WAR, PEACE and BAROQUE OPERA

The lust for war, the longing for peace: emotions such as these lie at the extremes of human experience. What better place to explore them than in the luridly violent, yet touchingly pathos- filled world of Baroque opera, where chaos reigns in the personal lives of kings and queens, stand- ins for our modern nation-states and their suffering populations?

Opera began at the dawn of the 17th century as an aesthetic experiment, an attempt to recover the poetic practices of the ancient world. By the time of Purcell in the 1680s it had become a dramatic genre capable of involving its spectators in the personal lives of its mythical or legendary protagonists. In the hands of Leonardo Leo, Niccolò Jommelli, and George Frideric Handel in the first half of the 18th century, opera developed into a display vehicle for the talents of an emerging class of professional opera singers—and this is where things got just a bit weird.

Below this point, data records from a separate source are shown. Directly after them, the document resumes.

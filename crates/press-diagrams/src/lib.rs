//! Mermaid diagram rendering for Press documents.
//!
//! A [`DiagramChain`] tries each configured [`DiagramMethod`] in order and
//! returns the first image produced, or a textual placeholder naming the
//! diagram type when every method fails. Rendering never returns an error.
//!
//! # Methods
//!
//! - [`CliRenderer`]: local `mmdc` process with a deadline
//! - [`MermaidInk`]: `GET {base}/img/{base64(source)}`
//! - [`Kroki`]: `GET {base}/mermaid/png/{base64url(zlib(source))}`
//!
//! [`DiagramMemo`] keeps the outcomes of one request so that fallback
//! backends reuse them.
//!
//! # Example
//!
//! ```
//! use press_diagrams::{DiagramChain, DiagramOutcome};
//!
//! // No methods configured: always the placeholder.
//! let chain = DiagramChain::new();
//! let DiagramOutcome::Placeholder(text) = chain.render("sequenceDiagram\nA->>B: hi") else {
//!     unreachable!()
//! };
//! assert_eq!(text, "[Sequence Diagram - Mermaid diagram rendering not available]");
//! ```

mod chain;
mod cli;
mod consts;
mod format;
mod kind;
mod memo;
mod service;

pub use chain::{DiagramChain, DiagramImage, DiagramOutcome};
pub use cli::CliRenderer;
pub use consts::{CLI_TIMEOUT, SERVICE_TIMEOUT};
pub use format::{ImageFormat, png_dimensions};
pub use kind::{DiagramKind, placeholder_text};
pub use memo::DiagramMemo;
pub use service::{Kroki, MermaidInk, create_agent, kroki_encode};

use press_exec::ExecError;

/// Failure of a single rendering method.
#[derive(Debug, thiserror::Error)]
pub enum DiagramError {
    /// Subprocess or scratch file failure.
    #[error(transparent)]
    Exec(#[from] ExecError),
    /// Transport-level HTTP failure.
    #[error("HTTP error: {0}")]
    Http(String),
    /// Service answered with a non-200 status.
    #[error("HTTP {status}")]
    Status { status: u16 },
    /// Method finished without producing bytes.
    #[error("no image produced")]
    EmptyOutput,
    /// Bytes produced are not a PNG or JPEG image.
    #[error("output is not a recognized image")]
    UnrecognizedImage,
    /// Source could not be encoded for the request.
    #[error("encoding failed: {0}")]
    Encode(String),
}

/// One way of turning diagram source into image bytes.
pub trait DiagramMethod: Send + Sync {
    /// Short method name for logs.
    fn name(&self) -> &'static str;

    /// Render `source`, returning the raw image bytes.
    fn attempt(&self, source: &str) -> Result<Vec<u8>, DiagramError>;
}

#[cfg(test)]
pub(crate) mod testing {
    /// PNG signature plus an IHDR chunk header carrying the given dimensions.
    pub(crate) fn tiny_png_header(width: u32, height: u32) -> Vec<u8> {
        let mut data = b"\x89PNG\r\n\x1a\n".to_vec();
        data.extend_from_slice(&[0, 0, 0, 13]);
        data.extend_from_slice(b"IHDR");
        data.extend_from_slice(&width.to_be_bytes());
        data.extend_from_slice(&height.to_be_bytes());
        data
    }
}
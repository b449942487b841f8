//! PDF backends.
//!
//! [`HtmlPdfBackend`] renders styled HTML and hands it to an external
//! HTML/CSS engine. [`DirectPdfBackend`] lays the document out itself with
//! genpdf and is the fallback when the engine is missing or fails.

mod decorator;
mod direct;
mod html;

use std::path::Path;

use genpdf::fonts::{self, FontData, FontFamily};

use crate::error::DocumentError;

pub use decorator::ConfidentialPageDecorator;
pub use direct::{DirectPdfBackend, PdfSink};
pub use html::HtmlPdfBackend;

/// Converts typographic points to genpdf millimetres.
pub(crate) fn pt(points: f64) -> genpdf::Mm {
    genpdf::Mm::from(points * 25.4 / 72.0)
}

/// Body and code font families for the direct PDF path.
///
/// Each family is read from `{dir}/{name}-Regular.ttf`, `-Bold.ttf`,
/// `-Italic.ttf` and `-BoldItalic.ttf`.
#[derive(Clone)]
pub struct PdfFonts {
    pub body: FontFamily<FontData>,
    pub code: FontFamily<FontData>,
}

impl PdfFonts {
    pub fn load(dir: &Path, family: &str, code_family: &str) -> Result<Self, DocumentError> {
        let load = |name: &str| {
            fonts::from_files(dir, name, None)
                .map_err(|e| DocumentError::Fonts(format!("{name} in {}: {e}", dir.display())))
        };
        let fonts = Self {
            body: load(family)?,
            code: load(code_family)?,
        };
        tracing::debug!(dir = %dir.display(), family, code_family, "Loaded PDF fonts");
        Ok(fonts)
    }
}
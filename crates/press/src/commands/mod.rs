//! CLI command implementations.

pub(crate) mod backends;
pub(crate) mod render;
pub(crate) mod serve;

use std::path::PathBuf;

use clap::Args;
use press_config::{CliSettings, Config};

use crate::error::CliError;

pub(crate) use backends::BackendsArgs;
pub(crate) use render::RenderArgs;
pub(crate) use serve::ServeArgs;

/// Configuration options shared by every command.
#[derive(Args, Debug, Default)]
pub(crate) struct ConfigArgs {
    /// Path to configuration file (default: auto-discover press.toml).
    #[arg(short, long)]
    config: Option<PathBuf>,

    /// Directory with the TrueType fonts for the built-in PDF writer (overrides config).
    #[arg(long, env = "PRESS_FONT_DIR")]
    font_dir: Option<PathBuf>,

    /// mermaid.ink base URL (overrides config).
    #[arg(long)]
    mermaid_ink_url: Option<String>,

    /// Kroki base URL (overrides config).
    #[arg(long)]
    kroki_url: Option<String>,

    /// Never contact remote diagram services.
    #[arg(long)]
    offline: bool,
}

impl ConfigArgs {
    /// Load configuration with `host`/`port` overrides applied.
    pub(crate) fn load(self, host: Option<String>, port: Option<u16>) -> Result<Config, CliError> {
        let settings = CliSettings {
            host,
            port,
            font_dir: self.font_dir,
            mermaid_ink_url: self.mermaid_ink_url,
            kroki_url: self.kroki_url,
            offline: self.offline.then_some(true),
        };
        Ok(Config::load(self.config.as_deref(), Some(&settings))?)
    }
}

It was these singers—high-warbling, preening male castrati at the head of the pack—whose astonishing vocal performances began to drive the dramatic agenda in opera. The da capo aria format (A-B-A), in which the opening material returned at the end, was extremely popular as it allowed singers to “riff” on the melody line the second time round in order to show off their high register, their trills, their skill in ornamentation. Plots were often retro-engineered to provide a place for crowd-pleasing set pieces tailored to suit the vocal capacities of individual singers. In such an artistic climate, an opera might become a hot ticket for its thrilling “rage” aria, its tuneful tear-jerking lament, or for some particularly well characterized scene of worry, torment, or other extreme mental state, the more hair-raising the better. In a world still waiting for The Texas Chainsaw Massacre, opera provided chills aplenty for its sensation-craving audiences.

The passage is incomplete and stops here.